[racket-dev] P4P: A Syntax Proposal

From: Barland, Ian (ibarland at RADFORD.EDU)
Date: Wed Jul 28 21:49:48 EDT 2010

>>   - The whole distinction between operators and functions is a lie!
>>
> Except it's not.  I've run into educators who taught Scheme who
> thought this way, and the accounts of Scheme they gave were nonsense.
>
Perhaps I overspoke; it was the idea that I didn't need *two* syntaxes for
calling (arithmetic) functions that impressed me.  I was easily impressed,
in my youth :-)


>> * Are the brackets around expressions-in-function-position required, or
>> optional?
>
> Essential.  That's how parsing stays unambiguous.  (That's why I have
> a do: keyword, not just {...}, as Everett proposed.)
>
Whoops, I see that now; "fun: (x) in identity(x)(3)" would be ambiguous.
Amazing how actually writing down an example can help :-)

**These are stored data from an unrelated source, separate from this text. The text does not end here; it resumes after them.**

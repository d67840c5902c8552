use crate::AppState;
use axum::{extract::State, http::StatusCode, Json};
use serde::Serialize;
use std::sync::Arc;

#[derive(Serialize)]
pub struct LivenessResponse {
    pub status: &'static str,
}

#[derive(Serialize)]
pub struct ReadinessResponse {
    pub status: &'static str,
    pub server_config: &'static str,
    pub model: String,
    pub search: &'static str,
    pub delivery: String,
}

pub async fn liveness() -> Json<LivenessResponse> {
    Json(LivenessResponse { status: "ok" })
}

/// Ready when the server can answer requests that ask for the server-side configuration. Clients
/// that bring their own endpoint and key are served either way.
pub async fn readiness(State(state): State<Arc<AppState>>) -> (StatusCode, Json<ReadinessResponse>) {
    let configured = state.env.is_configured();
    if !configured {
        tracing::warn!("Readiness check: server-side API configuration missing");
    }

    let status_code = if configured {
        StatusCode::OK
    } else {
        StatusCode::SERVICE_UNAVAILABLE
    };

    (
        status_code,
        Json(ReadinessResponse {
            status: if configured { "ready" } else { "unready" },
            server_config: if configured { "ok" } else { "missing" },
            model: state.env.model.clone(),
            search: if state.env.search.is_some() { "enabled" } else { "disabled" },
            delivery: format!("{:?}", state.args.delivery),
        }),
    )
}
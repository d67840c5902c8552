use crate::redaction::RedactingWriter;
use axum::{
    body::Body,
    http::{Request, Response},
    middleware::Next,
};
use std::panic;
use std::time::Instant;
use tracing::{error, info};
use tracing::{info_span, Instrument};
use tracing_appender::non_blocking::WorkerGuard;
use tracing_subscriber::prelude::*;
use uuid::Uuid;

pub const REQUEST_ID_HEADER: &str = "x-oneline-request-id";

/// Installs the global subscriber: stdout plus a daily log file whose lines are scrubbed of
/// credentials. Keep the returned guard alive for the lifetime of the process.
pub fn init_tracing(log_dir: &str) -> WorkerGuard {
    let filter = match tracing_subscriber::EnvFilter::try_from_default_env() {
        Ok(f) => f,
        Err(_) => tracing_subscriber::EnvFilter::new("oneline=info,relay_metrics=info,panic=error,tower_http=warn"),
    };

    let file_appender = tracing_appender::rolling::daily(log_dir, "oneline.log");
    let (non_blocking, guard) = tracing_appender::non_blocking(file_appender);
    let file_writer = move || RedactingWriter::new(non_blocking.clone());

    tracing_subscriber::registry()
        .with(filter)
        .with(tracing_subscriber::fmt::layer().with_target(false))
        .with(
            tracing_subscriber::fmt::layer()
                .with_writer(file_writer)
                .with_ansi(false),
        )
        .with(tracing_error::ErrorLayer::default())
        .init();

    guard
}

/// Sets up a global panic hook that logs panics through tracing.
pub fn setup_panic_hook() {
    let original_hook = panic::take_hook();
    panic::set_hook(Box::new(move |panic_info| {
        let backtrace = std::backtrace::Backtrace::capture();

        let payload = panic_info.payload();
        let message = if let Some(s) = payload.downcast_ref::<&str>() {
            *s
        } else if let Some(s) = payload.downcast_ref::<String>() {
            s.as_str()
        } else {
            "Unknown panic payload"
        };

        let location = panic_info
            .location()
            .map(|l| format!("{}:{}:{}", l.file(), l.line(), l.column()))
            .unwrap_or_else(|| "unknown location".to_string());

        error!(
            target: "panic",
            message = %message,
            location = %location,
            backtrace = %backtrace,
            "FATAL: Application panicked"
        );

        original_hook(panic_info);
    }));
}

pub async fn request_id_middleware(mut req: Request<Body>, next: Next) -> Response<Body> {
    let request_id = Uuid::new_v4().to_string();
    if let Ok(val) = request_id.parse() {
        req.headers_mut().insert(REQUEST_ID_HEADER, val);
    }

    let span = info_span!("request", request_id = %request_id, path = %req.uri().path());
    let mut response = next.run(req).instrument(span).await;
    if let Ok(val) = request_id.parse() {
        response.headers_mut().insert(REQUEST_ID_HEADER, val);
    }
    response
}

/// Counters for one relay call, logged once when it returns.
pub struct RelayMetric {
    pub mode: &'static str,
    pub attempts: u32,
    pub chunks: usize,
    pub bytes: usize,
    pub content_chars: usize,
    pub events: usize,
    started: Instant,
}

impl RelayMetric {
    pub fn new(mode: &'static str) -> Self {
        Self {
            mode,
            attempts: 0,
            chunks: 0,
            bytes: 0,
            content_chars: 0,
            events: 0,
            started: Instant::now(),
        }
    }

    pub fn record_chunk(&mut self, len: usize) {
        self.chunks += 1;
        self.bytes += len;
    }

    pub fn log_summary(&self, outcome: &str) {
        info!(
            target: "relay_metrics",
            "[RELAY END] Mode: {} | Outcome: {} | Attempts: {} | Chunks: {} ({} bytes) | Text: {} chars | Events: {} | {:?}",
            self.mode,
            outcome,
            self.attempts,
            self.chunks,
            self.bytes,
            self.content_chars,
            self.events,
            self.started.elapsed()
        );
    }
}
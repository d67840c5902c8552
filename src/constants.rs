use std::time::Duration;

/// Backoff delays applied after the 1st, 2nd and 3rd failed attempt.
pub const RETRY_DELAYS: &[Duration] = &[
    Duration::from_secs(1),
    Duration::from_secs(2),
    Duration::from_secs(4),
];

/// Delay used for any attempt past the end of `RETRY_DELAYS`.
pub const FALLBACK_RETRY_DELAY: Duration = Duration::from_secs(5);

pub const MAX_ATTEMPTS: u32 = 3;

/// Per-attempt wall clock budget. The hosting platform aborts requests at ~60s.
pub const ATTEMPT_TIMEOUT: Duration = Duration::from_secs(45);

/// Upstream SSE framing
pub const DATA_PREFIX: &str = "data:";
pub const DONE_TOKEN: &str = "[DONE]";

/// Guard against a runaway upstream that never sends a newline.
pub const MAX_PENDING_LINE_BYTES: usize = 1024 * 1024;

/// Section names, compared after trimming and uppercasing.
pub const SUMMARY_SECTION_NAMES: &[&str] = &["总结", "SUMMARY"];
pub const EVENTS_SECTION_NAMES: &[&str] = &["事件列表", "EVENTS", "EVENT LIST"];

pub const DEFAULT_PERSON_ROLE: &str = "相关方";
pub const UNSPECIFIED_SOURCE: &str = "未指明来源";
pub const FALLBACK_SOURCE_NAME: &str = "查看来源";

pub const EVENT_ID_PREFIX: &str = "event-";

/// Grounding: how many search hits are handed to the model.
pub const MAX_GROUNDING_RESULTS: usize = 20;

/// Marker a client sends in `model`, `endpoint` or `apiKey` to request the server-side configuration.
pub const ENV_CONFIG_MARKER: &str = "使用环境变量配置";

pub const ENV_API_KEY: &str = "API_KEY";
pub const ENV_API_ENDPOINT: &str = "API_ENDPOINT";
pub const ENV_API_MODEL: &str = "API_MODEL";
pub const DEFAULT_MODEL: &str = "gemini-2.0-flash-exp-search";

pub const ENV_SEARXNG_URL: &str = "SEARXNG_URL";
pub const ENV_SEARXNG_CATEGORIES: &str = "SEARXNG_CATEGORIES";
pub const ENV_SEARXNG_LANGUAGE: &str = "SEARXNG_LANGUAGE";
pub const ENV_SEARXNG_TIME_RANGE: &str = "SEARXNG_TIME_RANGE";
pub const ENV_SEARXNG_ENGINES: &str = "SEARXNG_ENGINES";
pub const ENV_SEARXNG_NUM_RESULTS: &str = "SEARXNG_NUM_RESULTS";

pub const DEFAULT_TEMPERATURE: f32 = 0.7;
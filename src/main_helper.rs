use crate::constants::*;
use crate::grounding::{SearchProvider, SearxngClient};
use crate::orchestrator::Orchestrator;
use crate::relay::{DeliveryPolicy, HttpUpstream, StreamRelay, Upstream};
use crate::backoff::BackoffPolicy;
use crate::types::*;
use clap::Parser;
use serde::Deserialize;
use std::sync::Arc;
use std::time::Duration;

#[derive(Parser, Debug, Clone)]
#[command(author, version, about = "Streaming timeline relay", long_about = None)]
pub struct Args {
    #[arg(long, default_value_t = 8787)]
    pub port: u16,
    #[arg(long, default_value = "127.0.0.1")]
    pub host: String,
    #[arg(long, default_value_t = MAX_ATTEMPTS)]
    pub max_attempts: u32,
    #[arg(long, default_value_t = 45)]
    pub attempt_timeout_secs: u64,
    #[arg(long, default_value_t = 10)]
    pub connect_timeout_secs: u64,
    #[arg(long, default_value_t = 1024 * 1024)]
    pub max_body_size: usize,
    #[arg(long, value_enum, default_value_t = DeliveryPolicy::BufferUntilSuccess)]
    pub delivery: DeliveryPolicy,
    #[arg(long, default_value = "logs")]
    pub log_dir: String,
    /// Generate one timeline for this query, print it and exit instead of serving.
    #[arg(long)]
    pub query: Option<String>,
    /// With --query, print events as they complete.
    #[arg(long, default_value_t = false)]
    pub stream: bool,
}

impl Default for Args {
    fn default() -> Self {
        Self {
            port: 8787,
            host: "127.0.0.1".to_string(),
            max_attempts: MAX_ATTEMPTS,
            attempt_timeout_secs: ATTEMPT_TIMEOUT.as_secs(),
            connect_timeout_secs: 10,
            max_body_size: 1024 * 1024,
            delivery: DeliveryPolicy::default(),
            log_dir: "logs".to_string(),
            query: None,
            stream: false,
        }
    }
}

/// Server-side fallback configuration read from the environment.
#[derive(Clone, Default)]
pub struct EnvConfig {
    pub api_key: Option<String>,
    pub endpoint: Option<String>,
    pub model: String,
    pub search: Option<SearchSettings>,
}

impl std::fmt::Debug for EnvConfig {
    fn fmt(&self, f: &mut std::fmt::Formatter<'_>) -> std::fmt::Result {
        f.debug_struct("EnvConfig")
            .field("api_key", &self.api_key.as_ref().map(|_| "<configured>"))
            .field("endpoint", &self.endpoint)
            .field("model", &self.model)
            .field("search", &self.search)
            .finish()
    }
}

impl EnvConfig {
    pub fn from_env() -> Self {
        Self::from_lookup(|key| std::env::var(key).ok())
    }

    pub fn from_lookup<F>(lookup: F) -> Self
    where
        F: Fn(&str) -> Option<String>,
    {
        let get = |key: &str| lookup(key).map(|v| v.trim().to_string()).filter(|v| !v.is_empty());

        let search = get(ENV_SEARXNG_URL).map(|url| SearchSettings {
            enabled: true,
            url,
            categories: get(ENV_SEARXNG_CATEGORIES),
            language: get(ENV_SEARXNG_LANGUAGE),
            time_range: get(ENV_SEARXNG_TIME_RANGE),
            engines: get(ENV_SEARXNG_ENGINES),
            num_results: get(ENV_SEARXNG_NUM_RESULTS).and_then(|n| n.parse().ok()),
        });

        Self {
            api_key: get(ENV_API_KEY),
            endpoint: get(ENV_API_ENDPOINT),
            model: get(ENV_API_MODEL).unwrap_or_else(|| DEFAULT_MODEL.to_string()),
            search,
        }
    }

    pub fn is_configured(&self) -> bool {
        self.api_key.is_some() && self.endpoint.is_some()
    }

    pub fn log_summary(&self) {
        tracing::info!(
            "Server-side configuration: endpoint {}, API key {}, model {}, search {}",
            if self.endpoint.is_some() { "set" } else { "not set" },
            if self.api_key.is_some() { "set" } else { "not set" },
            self.model,
            if self.search.is_some() { "enabled" } else { "disabled" }
        );
    }
}

/// Upstream settings a client may send with a request.
#[derive(Debug, Clone, Default, Deserialize)]
#[serde(rename_all = "camelCase")]
pub struct ClientConfig {
    #[serde(default)]
    pub model: Option<String>,
    #[serde(default)]
    pub endpoint: Option<String>,
    #[serde(default)]
    pub api_key: Option<String>,
    #[serde(default, rename = "searxng", alias = "search")]
    pub search: Option<SearchSettings>,
    #[serde(default)]
    pub temperature: Option<f32>,
}

impl ClientConfig {
    fn wants_env(&self) -> bool {
        [&self.model, &self.endpoint, &self.api_key]
            .iter()
            .any(|v| v.as_deref() == Some(ENV_CONFIG_MARKER))
    }
}

fn non_empty(value: &Option<String>) -> Option<String> {
    value
        .as_deref()
        .map(str::trim)
        .filter(|v| !v.is_empty())
        .map(str::to_string)
}

/// Per-request `Config`. The marker value in any of `model`, `endpoint` or `apiKey` selects the
/// server-side configuration as a whole.
pub fn resolve_config(client: &ClientConfig, env: &EnvConfig) -> Result<Config> {
    if client.wants_env() {
        let (Some(api_key), Some(endpoint)) = (env.api_key.clone(), env.endpoint.clone()) else {
            return Err(OnelineError::Configuration(
                "server-side API configuration missing; configure the API parameters manually"
                    .into(),
            )
            .into());
        };
        return Ok(Config {
            endpoint,
            model: env.model.clone(),
            api_key,
            search: client.search.clone().or_else(|| env.search.clone()),
            temperature: client.temperature,
        });
    }

    let (Some(api_key), Some(endpoint)) = (non_empty(&client.api_key), non_empty(&client.endpoint))
    else {
        return Err(OnelineError::Configuration(
            "API key or endpoint not configured in request".into(),
        )
        .into());
    };

    Ok(Config {
        endpoint,
        model: non_empty(&client.model).unwrap_or_else(|| env.model.clone()),
        api_key,
        search: client.search.clone().or_else(|| env.search.clone()),
        temperature: client.temperature,
    })
}

#[derive(Clone)]
pub struct AppState {
    pub client: reqwest::Client,
    pub orchestrator: Orchestrator,
    pub env: Arc<EnvConfig>,
    pub args: Arc<Args>,
}

impl AppState {
    pub fn new(args: Args, client: reqwest::Client, env: EnvConfig) -> Self {
        let upstream: Arc<dyn Upstream> = Arc::new(HttpUpstream::new(client.clone()));
        let search: Arc<dyn SearchProvider> = Arc::new(SearxngClient::new(client.clone()));
        Self::with_parts(args, client, env, upstream, search)
    }

    /// Assembles the state around explicit upstream and search implementations.
    pub fn with_parts(
        args: Args,
        client: reqwest::Client,
        env: EnvConfig,
        upstream: Arc<dyn Upstream>,
        search: Arc<dyn SearchProvider>,
    ) -> Self {
        let relay = StreamRelay::new(upstream)
            .with_policy(BackoffPolicy::new(args.max_attempts))
            .with_attempt_timeout(Duration::from_secs(args.attempt_timeout_secs))
            .with_delivery(args.delivery);
        Self {
            client,
            orchestrator: Orchestrator::new(relay, search),
            env: Arc::new(env),
            args: Arc::new(args),
        }
    }

    pub fn resolve(&self, client: &ClientConfig) -> Result<Config> {
        resolve_config(client, &self.env)
    }
}

pub fn build_http_client(args: &Args) -> Result<reqwest::Client> {
    let client = reqwest::Client::builder()
        .connect_timeout(Duration::from_secs(args.connect_timeout_secs))
        .pool_idle_timeout(Duration::from_secs(90))
        .build()?;
    Ok(client)
}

>> I ¹d prefer optional, again just for pedagogical elegance when
>> introducing anonymous functions
>
> Not true at all.  Here are two examples:
>
Yeah, most examples work fine; it's just that a very-first example of fun:
might just be an application; I present "{fun: (x) in +(x,x)}(3)" and that
example would likely be the first and last time I type curly-brackets in
class.  Also, if stepping, they can appear:

  defvar: double = fun: (x) in +(x,x)
  double(3)

A hand-eval begins by substituting the identifier (`double`), but we need to
add curly-braces even though there weren't any up in the text of the def'n:

    double(3)
  = {fun: (x) in (+x,x)}(3)  ;Where'd the curly-braces appear from, prof?

(Not a biggie, and moot now that I agree that the curly-brace can¹t be made
optional.)



"P4P" -- a palliative for parentheses?